::: DATA PROVIDED

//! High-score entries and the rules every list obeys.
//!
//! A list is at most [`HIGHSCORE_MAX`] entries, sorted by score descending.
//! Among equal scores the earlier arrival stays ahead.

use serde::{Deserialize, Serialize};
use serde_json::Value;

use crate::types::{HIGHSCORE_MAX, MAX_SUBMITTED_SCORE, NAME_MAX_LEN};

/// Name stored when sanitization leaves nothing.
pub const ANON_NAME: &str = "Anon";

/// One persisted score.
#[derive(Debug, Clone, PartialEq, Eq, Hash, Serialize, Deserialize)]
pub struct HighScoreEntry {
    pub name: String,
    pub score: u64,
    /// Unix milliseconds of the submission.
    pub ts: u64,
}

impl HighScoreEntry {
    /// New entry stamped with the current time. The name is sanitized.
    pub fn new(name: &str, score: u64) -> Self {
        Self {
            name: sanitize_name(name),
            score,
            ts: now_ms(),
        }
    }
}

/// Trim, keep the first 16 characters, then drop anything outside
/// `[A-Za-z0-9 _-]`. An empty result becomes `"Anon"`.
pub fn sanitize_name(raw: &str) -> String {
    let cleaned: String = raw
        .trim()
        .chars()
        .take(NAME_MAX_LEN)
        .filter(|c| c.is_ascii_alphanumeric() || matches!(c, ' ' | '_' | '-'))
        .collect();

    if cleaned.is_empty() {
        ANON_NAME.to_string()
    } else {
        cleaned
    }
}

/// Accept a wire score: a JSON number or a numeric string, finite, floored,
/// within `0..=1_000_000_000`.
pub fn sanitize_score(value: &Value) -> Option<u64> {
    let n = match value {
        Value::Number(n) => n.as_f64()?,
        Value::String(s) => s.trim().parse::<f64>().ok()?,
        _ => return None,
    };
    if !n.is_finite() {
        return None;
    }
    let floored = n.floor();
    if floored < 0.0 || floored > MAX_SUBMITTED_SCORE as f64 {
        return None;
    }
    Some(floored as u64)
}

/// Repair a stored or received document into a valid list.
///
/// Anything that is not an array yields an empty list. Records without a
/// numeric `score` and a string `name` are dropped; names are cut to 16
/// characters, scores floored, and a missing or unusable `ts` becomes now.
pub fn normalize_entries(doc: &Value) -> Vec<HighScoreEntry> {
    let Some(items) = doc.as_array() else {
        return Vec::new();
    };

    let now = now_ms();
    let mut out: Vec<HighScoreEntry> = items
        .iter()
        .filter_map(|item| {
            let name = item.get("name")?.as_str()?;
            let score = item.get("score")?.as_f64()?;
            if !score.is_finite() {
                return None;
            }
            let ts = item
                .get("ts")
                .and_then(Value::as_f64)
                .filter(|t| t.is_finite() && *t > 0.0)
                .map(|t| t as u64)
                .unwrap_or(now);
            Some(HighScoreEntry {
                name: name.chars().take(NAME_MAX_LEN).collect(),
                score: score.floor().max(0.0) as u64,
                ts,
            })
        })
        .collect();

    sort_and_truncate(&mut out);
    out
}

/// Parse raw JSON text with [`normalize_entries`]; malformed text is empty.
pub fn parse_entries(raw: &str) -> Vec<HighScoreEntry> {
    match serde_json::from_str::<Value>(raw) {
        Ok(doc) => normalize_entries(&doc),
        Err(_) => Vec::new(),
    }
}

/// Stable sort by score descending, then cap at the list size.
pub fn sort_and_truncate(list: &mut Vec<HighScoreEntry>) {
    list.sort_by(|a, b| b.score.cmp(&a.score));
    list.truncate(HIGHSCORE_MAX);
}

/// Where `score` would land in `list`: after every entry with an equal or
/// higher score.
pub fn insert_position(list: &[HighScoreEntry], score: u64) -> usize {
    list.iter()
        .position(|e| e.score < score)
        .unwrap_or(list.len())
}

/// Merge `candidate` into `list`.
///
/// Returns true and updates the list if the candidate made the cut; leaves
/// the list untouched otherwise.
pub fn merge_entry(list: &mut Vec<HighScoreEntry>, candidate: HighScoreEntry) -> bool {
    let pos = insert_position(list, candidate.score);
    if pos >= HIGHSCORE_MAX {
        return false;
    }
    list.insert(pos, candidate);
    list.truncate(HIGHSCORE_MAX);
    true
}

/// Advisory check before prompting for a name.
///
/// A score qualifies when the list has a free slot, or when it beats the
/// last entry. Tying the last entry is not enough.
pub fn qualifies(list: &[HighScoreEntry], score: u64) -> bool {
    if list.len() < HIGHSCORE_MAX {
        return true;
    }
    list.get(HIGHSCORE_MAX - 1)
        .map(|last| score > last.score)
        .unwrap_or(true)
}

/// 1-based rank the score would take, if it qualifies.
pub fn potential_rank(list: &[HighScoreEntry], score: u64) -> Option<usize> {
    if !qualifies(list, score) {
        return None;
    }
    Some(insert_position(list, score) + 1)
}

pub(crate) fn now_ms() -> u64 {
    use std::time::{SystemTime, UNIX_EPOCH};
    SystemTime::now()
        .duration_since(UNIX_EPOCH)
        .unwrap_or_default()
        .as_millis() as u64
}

::::::
::: DATA PROVIDED

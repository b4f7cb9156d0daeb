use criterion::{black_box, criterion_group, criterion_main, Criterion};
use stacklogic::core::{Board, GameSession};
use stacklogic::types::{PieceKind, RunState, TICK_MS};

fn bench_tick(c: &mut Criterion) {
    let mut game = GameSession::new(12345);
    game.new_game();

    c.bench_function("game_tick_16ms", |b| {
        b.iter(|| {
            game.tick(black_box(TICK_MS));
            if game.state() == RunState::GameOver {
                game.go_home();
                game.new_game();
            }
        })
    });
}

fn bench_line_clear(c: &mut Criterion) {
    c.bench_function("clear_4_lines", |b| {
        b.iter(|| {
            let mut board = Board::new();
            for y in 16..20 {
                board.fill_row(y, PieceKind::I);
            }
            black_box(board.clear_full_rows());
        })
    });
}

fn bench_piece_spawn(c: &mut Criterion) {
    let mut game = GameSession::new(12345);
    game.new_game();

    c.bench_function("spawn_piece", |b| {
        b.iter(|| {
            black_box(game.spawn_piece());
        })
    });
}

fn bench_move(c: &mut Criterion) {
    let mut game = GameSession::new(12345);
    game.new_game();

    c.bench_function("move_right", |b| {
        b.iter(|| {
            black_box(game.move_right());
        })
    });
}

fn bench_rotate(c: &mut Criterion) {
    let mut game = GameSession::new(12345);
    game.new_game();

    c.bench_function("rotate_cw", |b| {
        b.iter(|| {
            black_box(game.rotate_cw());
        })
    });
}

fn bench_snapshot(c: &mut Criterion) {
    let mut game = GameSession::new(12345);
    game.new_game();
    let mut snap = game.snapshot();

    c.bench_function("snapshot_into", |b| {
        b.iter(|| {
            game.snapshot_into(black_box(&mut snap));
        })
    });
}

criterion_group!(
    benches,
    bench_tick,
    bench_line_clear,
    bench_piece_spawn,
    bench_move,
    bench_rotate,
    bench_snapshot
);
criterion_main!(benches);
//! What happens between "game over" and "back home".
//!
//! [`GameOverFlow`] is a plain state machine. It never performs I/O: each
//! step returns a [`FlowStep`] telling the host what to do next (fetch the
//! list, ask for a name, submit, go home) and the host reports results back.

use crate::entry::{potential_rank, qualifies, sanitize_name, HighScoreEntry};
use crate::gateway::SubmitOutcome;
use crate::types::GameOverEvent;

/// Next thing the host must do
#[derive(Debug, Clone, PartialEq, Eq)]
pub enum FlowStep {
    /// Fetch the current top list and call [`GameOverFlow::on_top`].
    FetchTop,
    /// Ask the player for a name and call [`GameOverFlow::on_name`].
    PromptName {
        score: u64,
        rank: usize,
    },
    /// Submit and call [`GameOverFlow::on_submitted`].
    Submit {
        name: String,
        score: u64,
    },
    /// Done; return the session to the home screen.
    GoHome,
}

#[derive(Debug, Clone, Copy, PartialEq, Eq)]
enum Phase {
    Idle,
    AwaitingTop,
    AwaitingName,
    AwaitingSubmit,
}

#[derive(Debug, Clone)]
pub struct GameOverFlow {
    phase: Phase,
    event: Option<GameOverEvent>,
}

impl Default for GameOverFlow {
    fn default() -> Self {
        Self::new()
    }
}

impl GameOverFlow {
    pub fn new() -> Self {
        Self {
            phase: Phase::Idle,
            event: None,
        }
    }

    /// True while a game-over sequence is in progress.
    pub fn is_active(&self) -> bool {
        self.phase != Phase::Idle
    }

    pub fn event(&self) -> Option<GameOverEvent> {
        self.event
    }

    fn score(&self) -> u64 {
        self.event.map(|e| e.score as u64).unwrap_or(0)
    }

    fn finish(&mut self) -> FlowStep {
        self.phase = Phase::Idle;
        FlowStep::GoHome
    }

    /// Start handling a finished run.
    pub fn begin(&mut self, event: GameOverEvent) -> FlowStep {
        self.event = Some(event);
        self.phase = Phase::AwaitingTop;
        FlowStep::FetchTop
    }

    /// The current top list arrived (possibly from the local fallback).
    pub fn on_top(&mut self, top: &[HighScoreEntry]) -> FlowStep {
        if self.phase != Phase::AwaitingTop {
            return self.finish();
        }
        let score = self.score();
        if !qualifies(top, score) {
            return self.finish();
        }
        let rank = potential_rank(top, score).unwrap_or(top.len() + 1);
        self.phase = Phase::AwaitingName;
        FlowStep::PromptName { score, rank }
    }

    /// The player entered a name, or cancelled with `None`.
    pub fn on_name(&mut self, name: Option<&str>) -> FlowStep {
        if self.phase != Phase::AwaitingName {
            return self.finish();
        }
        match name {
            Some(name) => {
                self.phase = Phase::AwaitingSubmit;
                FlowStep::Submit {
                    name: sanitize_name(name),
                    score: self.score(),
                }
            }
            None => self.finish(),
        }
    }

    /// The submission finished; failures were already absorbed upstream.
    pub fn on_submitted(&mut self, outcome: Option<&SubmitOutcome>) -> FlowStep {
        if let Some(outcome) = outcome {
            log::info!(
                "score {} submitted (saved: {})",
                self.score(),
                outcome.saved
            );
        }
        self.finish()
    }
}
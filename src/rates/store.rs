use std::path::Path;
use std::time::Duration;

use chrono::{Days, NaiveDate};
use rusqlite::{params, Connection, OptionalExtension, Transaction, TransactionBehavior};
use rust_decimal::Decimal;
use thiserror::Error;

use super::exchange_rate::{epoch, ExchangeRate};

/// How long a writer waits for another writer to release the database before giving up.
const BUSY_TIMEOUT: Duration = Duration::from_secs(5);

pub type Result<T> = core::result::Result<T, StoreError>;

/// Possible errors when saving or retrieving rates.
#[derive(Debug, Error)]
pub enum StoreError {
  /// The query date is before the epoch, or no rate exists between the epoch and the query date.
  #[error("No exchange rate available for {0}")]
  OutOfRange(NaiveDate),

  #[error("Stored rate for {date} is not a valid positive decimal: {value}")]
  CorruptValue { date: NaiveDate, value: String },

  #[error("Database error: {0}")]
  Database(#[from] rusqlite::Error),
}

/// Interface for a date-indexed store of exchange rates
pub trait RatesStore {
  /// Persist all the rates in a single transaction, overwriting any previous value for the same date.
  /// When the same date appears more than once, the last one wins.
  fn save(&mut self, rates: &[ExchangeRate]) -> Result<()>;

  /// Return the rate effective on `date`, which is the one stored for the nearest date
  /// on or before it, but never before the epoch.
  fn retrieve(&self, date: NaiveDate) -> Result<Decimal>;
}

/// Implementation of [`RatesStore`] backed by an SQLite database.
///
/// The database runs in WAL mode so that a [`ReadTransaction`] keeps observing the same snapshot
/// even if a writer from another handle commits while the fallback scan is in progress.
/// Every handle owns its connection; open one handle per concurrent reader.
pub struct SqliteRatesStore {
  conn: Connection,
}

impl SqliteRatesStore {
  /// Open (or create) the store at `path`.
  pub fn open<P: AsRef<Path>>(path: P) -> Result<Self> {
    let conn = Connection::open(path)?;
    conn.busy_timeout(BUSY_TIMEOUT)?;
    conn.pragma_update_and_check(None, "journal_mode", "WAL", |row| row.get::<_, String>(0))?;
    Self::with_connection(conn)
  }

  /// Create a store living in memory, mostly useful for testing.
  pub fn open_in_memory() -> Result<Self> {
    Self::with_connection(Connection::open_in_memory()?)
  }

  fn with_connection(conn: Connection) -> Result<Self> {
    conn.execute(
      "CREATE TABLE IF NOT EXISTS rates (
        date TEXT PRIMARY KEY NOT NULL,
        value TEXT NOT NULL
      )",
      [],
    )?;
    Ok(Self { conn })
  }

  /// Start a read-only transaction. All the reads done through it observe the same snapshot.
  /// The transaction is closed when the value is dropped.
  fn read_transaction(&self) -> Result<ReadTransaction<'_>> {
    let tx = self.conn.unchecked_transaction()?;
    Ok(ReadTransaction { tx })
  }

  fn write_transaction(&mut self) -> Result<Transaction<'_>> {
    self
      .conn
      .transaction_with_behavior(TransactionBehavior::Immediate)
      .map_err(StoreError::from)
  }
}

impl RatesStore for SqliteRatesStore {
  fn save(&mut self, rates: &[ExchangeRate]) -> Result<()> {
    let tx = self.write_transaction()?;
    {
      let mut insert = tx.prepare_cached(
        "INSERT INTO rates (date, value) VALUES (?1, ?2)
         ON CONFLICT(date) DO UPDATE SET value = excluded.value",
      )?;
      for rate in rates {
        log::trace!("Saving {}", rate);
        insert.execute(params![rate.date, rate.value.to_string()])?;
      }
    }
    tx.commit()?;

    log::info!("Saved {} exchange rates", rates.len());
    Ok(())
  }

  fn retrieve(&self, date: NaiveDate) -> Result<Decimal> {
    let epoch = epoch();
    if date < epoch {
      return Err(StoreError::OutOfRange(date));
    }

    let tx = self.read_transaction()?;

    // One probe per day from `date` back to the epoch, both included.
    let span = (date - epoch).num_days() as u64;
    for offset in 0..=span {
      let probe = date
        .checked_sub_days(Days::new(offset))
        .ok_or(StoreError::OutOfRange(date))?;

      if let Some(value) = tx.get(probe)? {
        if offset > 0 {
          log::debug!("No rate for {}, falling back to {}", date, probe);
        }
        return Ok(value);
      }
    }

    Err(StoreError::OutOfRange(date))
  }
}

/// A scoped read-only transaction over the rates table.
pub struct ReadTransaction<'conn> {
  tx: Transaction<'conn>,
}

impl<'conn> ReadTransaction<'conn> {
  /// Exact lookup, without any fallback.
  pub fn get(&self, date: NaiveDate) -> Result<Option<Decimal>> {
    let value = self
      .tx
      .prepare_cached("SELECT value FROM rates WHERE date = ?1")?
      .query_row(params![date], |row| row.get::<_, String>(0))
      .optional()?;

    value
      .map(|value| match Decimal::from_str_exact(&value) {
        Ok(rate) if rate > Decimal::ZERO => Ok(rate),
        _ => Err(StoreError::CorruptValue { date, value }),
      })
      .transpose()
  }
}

::::::

- ASSIGNED TASK -
Given the records above, restate word for word only the lines starting at the one with "let score = self.score();" and ending at the one with "pub enum StoreError".

- WRITTEN RESPONSE -
        let score = self.score();
        if !qualifies(top, score) {
            return self.finish();
        }
        let rank = potential_rank(top, score).unwrap_or(top.len() + 1);
        self.phase = Phase::AwaitingName;
        FlowStep::PromptName { score, rank }
    }

    /// The player entered a name, or cancelled with `None`.
    pub fn on_name(&mut self, name: Option<&str>) -> FlowStep {
        if self.phase != Phase::AwaitingName {
            return self.finish();
        }
        match name {
            Some(name) => {
                self.phase = Phase::AwaitingSubmit;
                FlowStep::Submit {
                    name: sanitize_name(name),
                    score: self.score(),
                }
            }
            None => self.finish(),
        }
    }

    /// The submission finished; failures were already absorbed upstream.
    pub fn on_submitted(&mut self, outcome: Option<&SubmitOutcome>) -> FlowStep {
        if let Some(outcome) = outcome {
            log::info!(
                "score {} submitted (saved: {})",
                self.score(),
                outcome.saved
            );
        }
        self.finish()
    }
}
filename src/rates/store.rs
use std::path::Path;
use std::time::Duration;

use chrono::{Days, NaiveDate};
use rusqlite::{params, Connection, OptionalExtension, Transaction, TransactionBehavior};
use rust_decimal::Decimal;
use thiserror::Error;

use super::exchange_rate::{epoch, ExchangeRate};

/// How long a writer waits for another writer to release the database before giving up.
const BUSY_TIMEOUT: Duration = Duration::from_secs(5);

pub type Result<T> = core::result::Result<T, StoreError>;

/// Possible errors when saving or retrieving rates.
#[derive(Debug, Error)]
pub enum StoreError {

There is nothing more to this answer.